Belgium will win the World Cup in Qatar according to a predictive model

Intro

It is no longer news that I am passionate about football and artificial intelligence too. It was obvious that with the World Cup coming up he was going to try to put the machine to work to see which team has the best chance of being the next winner.

Although I had already carried out an experiment for the playoffs, in this case the approach should be different. For the playoffs, I approached the problem as a simulation one, taking as a base to sample the matches that had already been played between those two teams (eg: results between Uruguay and Paraguay in Asunción). In the case of the World Cup, it was not so simple because there is not so much history of clashes between the same teams.

Data modeling

For this reason I went for a more traditional machine learning approach, looking for a mechanism to encode (generate an embedding) of each selection, of the match itself and from that to train with a history of all the international soccer matches played since 1872.

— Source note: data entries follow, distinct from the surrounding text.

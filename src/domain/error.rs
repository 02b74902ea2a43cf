//! Generation error types

use thiserror::Error;

/// Errors raised while generating a value.
///
/// Only a broken schema fails loudly; every other gap degrades to a
/// best-effort value.
#[derive(Debug, Clone, PartialEq, Eq, Error)]
pub enum GenerationError {
    /// A named generator path does not name an invocable provider method
    #[error("Unresolvable generator path '{path}': no such faker method")]
    UnresolvableGeneratorPath { path: String },

    /// Two merged sub-schemas declare different types
    #[error("Incompatible composition types: conflicting types '{first}' and '{second}'")]
    IncompatibleCompositionTypes { first: String, second: String },
}

/// Tag identifying a [`GenerationError`] variant.
#[derive(Debug, Clone, Copy, PartialEq, Eq)]
pub enum GenerationErrorKind {
    UnresolvableGeneratorPath,
    IncompatibleCompositionTypes,
}

impl GenerationError {
    pub fn kind(&self) -> GenerationErrorKind {
        match self {
            Self::UnresolvableGeneratorPath { .. } => GenerationErrorKind::UnresolvableGeneratorPath,
            Self::IncompatibleCompositionTypes { .. } => {
                GenerationErrorKind::IncompatibleCompositionTypes
            }
        }
    }
}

To this information, to be able to take each team to a vectorial representation, I used the data of the FIFA ranking. To transform a selection to a list of numbers at a given time I used:

  • the points they had at that date,
  • the position,
  • whether they had improved or worsened with respect to the previous measurement,
  • the average, maximum, minimum and standard deviation of points:
    • last year,
    • of the last two years and
    • of the last three years,
  • How they performed in the last 5 games (won, lost, tied)
  • Confederacy
  • If at that time they were the current world champion (because of the champion’s curse)

The advantage of transforming the teams in this way is that the teams that are competing in itself no longer matter, for the algorithm they become two vectors.

The problem could have been addressed in different ways, for my objective it was not necessary to exactly predict the goals of one team and the other, so I actually approached it as a binary classification problem where the algorithm tries to predict whether the team will win “local”. Then I actually ask the algorithm to predict if that will happen and if the probability is within a window of around 50% I give the teams a tie.

A curiosity is that the algorithm detected that the local is luckier than the visitor. For example, when asked for the probability that Bolivia beat Uruguay, it gives (for example) 75%, however, if we ask for the probability that Uruguay beat Bolivia, it gives 95%.

As you can see these probabilities don’t add up to 1 which is pretty crazy but after you think about it, it makes sense.

Since in the World Cup the weight of the home team is not such, I had to adapt the model so that it “averages and scales” the probabilities that go one way and the other.

Models and evaluation with Russia World Cup

I trained various models LogisticRegression, KNeighborsClassifier, DecisionTreeClassifier, LinearSVC, GaussianNB, RandomForestClassifier, and GradientBoostingClassifier. The one that performed best was the latter.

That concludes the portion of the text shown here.